**Dataset entries:**
========

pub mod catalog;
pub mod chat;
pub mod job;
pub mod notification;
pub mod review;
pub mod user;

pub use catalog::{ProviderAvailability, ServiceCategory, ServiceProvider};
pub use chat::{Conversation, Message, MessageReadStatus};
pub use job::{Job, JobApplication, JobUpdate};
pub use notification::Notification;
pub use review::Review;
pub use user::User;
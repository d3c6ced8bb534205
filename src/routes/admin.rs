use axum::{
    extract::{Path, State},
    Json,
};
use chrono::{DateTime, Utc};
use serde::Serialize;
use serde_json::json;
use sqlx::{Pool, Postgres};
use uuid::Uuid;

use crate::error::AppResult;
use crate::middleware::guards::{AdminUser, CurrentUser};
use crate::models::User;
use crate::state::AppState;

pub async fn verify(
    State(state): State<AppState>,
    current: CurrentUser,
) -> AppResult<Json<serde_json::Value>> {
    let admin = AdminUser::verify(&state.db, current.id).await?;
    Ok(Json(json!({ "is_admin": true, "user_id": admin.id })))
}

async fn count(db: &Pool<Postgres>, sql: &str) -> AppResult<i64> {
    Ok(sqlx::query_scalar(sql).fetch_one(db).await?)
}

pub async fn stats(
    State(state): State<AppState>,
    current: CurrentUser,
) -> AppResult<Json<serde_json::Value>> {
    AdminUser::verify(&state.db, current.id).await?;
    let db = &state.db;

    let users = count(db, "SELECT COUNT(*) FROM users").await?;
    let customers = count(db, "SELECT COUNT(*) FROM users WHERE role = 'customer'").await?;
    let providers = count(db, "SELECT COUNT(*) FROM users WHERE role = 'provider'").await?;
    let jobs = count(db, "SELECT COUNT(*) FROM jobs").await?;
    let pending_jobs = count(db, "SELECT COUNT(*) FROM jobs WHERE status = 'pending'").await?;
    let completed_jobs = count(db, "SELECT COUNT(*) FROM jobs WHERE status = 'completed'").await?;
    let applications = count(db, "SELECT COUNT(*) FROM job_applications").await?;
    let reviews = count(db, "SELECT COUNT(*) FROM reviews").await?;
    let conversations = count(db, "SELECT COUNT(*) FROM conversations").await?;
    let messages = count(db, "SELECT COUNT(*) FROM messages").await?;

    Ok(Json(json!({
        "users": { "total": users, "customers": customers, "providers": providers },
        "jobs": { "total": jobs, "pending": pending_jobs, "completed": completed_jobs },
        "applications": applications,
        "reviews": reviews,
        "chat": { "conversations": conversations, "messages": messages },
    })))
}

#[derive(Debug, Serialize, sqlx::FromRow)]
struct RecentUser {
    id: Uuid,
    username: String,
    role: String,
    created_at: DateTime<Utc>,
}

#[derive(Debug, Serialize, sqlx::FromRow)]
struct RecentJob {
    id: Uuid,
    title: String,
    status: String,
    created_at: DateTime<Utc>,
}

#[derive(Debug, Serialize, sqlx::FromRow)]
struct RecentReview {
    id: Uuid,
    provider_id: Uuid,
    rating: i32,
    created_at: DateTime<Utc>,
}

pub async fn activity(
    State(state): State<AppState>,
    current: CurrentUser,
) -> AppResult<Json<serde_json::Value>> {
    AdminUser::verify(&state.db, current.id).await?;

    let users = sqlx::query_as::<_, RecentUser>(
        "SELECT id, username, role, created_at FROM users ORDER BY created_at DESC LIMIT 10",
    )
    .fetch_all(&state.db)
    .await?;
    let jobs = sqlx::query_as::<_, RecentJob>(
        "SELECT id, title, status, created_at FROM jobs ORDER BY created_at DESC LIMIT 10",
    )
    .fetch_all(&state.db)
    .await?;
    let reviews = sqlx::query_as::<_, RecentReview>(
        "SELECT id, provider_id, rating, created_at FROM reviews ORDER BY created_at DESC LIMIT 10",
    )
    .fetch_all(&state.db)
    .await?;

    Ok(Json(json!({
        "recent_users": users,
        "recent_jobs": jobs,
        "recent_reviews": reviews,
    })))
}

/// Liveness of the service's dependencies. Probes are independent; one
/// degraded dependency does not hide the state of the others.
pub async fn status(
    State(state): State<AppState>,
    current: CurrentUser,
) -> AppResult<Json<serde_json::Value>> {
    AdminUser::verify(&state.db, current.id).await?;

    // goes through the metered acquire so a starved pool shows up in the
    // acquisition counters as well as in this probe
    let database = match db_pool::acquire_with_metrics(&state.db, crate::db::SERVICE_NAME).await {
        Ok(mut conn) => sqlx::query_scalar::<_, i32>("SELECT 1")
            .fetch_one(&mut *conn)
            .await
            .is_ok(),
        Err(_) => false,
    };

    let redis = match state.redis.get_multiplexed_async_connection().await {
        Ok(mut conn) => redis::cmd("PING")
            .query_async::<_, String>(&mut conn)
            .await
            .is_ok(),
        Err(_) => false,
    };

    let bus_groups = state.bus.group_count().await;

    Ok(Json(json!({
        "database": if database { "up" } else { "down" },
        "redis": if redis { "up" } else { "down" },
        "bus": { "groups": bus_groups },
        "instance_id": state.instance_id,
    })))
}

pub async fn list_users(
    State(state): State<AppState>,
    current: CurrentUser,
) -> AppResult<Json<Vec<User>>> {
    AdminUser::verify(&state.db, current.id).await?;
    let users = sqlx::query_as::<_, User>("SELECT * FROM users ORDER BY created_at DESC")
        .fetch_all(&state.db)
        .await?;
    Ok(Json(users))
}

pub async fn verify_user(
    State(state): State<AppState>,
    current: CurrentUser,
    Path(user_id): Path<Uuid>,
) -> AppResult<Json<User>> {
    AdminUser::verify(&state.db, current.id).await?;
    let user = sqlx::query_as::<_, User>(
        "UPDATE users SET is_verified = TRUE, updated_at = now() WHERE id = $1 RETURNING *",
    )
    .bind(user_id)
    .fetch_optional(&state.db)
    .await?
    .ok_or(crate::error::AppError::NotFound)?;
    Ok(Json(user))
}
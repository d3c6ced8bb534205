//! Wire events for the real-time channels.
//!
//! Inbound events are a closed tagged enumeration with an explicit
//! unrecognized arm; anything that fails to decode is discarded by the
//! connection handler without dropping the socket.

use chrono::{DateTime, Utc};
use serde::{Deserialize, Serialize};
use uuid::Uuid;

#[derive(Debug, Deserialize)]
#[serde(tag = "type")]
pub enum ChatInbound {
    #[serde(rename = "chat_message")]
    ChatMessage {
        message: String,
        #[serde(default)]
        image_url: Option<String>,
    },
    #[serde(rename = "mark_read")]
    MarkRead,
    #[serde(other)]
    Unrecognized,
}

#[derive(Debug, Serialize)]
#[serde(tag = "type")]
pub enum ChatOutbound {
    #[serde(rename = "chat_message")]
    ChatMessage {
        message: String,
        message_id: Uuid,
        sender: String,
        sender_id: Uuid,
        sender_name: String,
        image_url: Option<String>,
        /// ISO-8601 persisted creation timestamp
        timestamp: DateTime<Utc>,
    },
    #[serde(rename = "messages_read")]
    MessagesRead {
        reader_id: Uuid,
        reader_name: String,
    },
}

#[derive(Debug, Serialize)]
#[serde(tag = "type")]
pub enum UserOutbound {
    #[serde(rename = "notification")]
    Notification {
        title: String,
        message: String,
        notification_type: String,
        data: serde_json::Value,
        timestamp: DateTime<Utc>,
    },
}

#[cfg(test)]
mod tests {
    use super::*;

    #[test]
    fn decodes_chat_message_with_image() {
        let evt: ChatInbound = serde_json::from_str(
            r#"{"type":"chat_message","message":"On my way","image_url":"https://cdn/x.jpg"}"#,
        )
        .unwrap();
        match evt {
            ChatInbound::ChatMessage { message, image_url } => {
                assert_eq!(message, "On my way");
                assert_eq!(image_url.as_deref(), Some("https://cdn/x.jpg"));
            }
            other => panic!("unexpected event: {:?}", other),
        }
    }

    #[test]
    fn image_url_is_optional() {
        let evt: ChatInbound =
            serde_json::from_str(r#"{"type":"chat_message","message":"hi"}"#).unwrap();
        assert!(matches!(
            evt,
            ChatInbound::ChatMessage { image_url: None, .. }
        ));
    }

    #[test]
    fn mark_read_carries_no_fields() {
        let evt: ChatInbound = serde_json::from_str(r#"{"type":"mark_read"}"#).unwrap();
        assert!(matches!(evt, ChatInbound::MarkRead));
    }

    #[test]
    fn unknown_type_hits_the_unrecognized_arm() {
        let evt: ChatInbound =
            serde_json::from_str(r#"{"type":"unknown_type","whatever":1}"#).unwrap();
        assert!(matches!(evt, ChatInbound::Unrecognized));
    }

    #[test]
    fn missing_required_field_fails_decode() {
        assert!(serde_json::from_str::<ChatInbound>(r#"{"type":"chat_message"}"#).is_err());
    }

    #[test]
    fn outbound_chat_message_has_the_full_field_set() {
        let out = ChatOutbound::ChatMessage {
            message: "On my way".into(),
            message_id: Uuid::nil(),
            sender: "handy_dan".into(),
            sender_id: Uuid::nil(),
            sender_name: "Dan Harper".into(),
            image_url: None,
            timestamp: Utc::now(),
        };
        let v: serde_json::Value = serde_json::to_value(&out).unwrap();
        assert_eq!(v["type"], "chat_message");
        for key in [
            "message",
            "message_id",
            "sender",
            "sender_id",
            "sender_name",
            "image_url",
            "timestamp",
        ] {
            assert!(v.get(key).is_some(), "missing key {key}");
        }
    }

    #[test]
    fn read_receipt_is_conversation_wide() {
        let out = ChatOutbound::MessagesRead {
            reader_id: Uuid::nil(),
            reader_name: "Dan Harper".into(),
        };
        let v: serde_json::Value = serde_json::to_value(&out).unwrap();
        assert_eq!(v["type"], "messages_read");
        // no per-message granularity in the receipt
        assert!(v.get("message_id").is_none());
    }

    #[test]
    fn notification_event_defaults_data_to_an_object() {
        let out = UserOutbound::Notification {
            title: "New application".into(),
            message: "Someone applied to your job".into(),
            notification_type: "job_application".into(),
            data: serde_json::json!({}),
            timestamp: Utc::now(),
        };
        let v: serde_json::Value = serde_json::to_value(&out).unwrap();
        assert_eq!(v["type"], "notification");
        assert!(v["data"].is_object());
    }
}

========

**TRY IT:** What lines above contain "title"? Copy them out.

**WRITTEN ANSWER:**
    title: String,
        "SELECT id, title, status, created_at FROM jobs ORDER BY created_at DESC LIMIT 10",
        title: String,
            title: "New application".into(),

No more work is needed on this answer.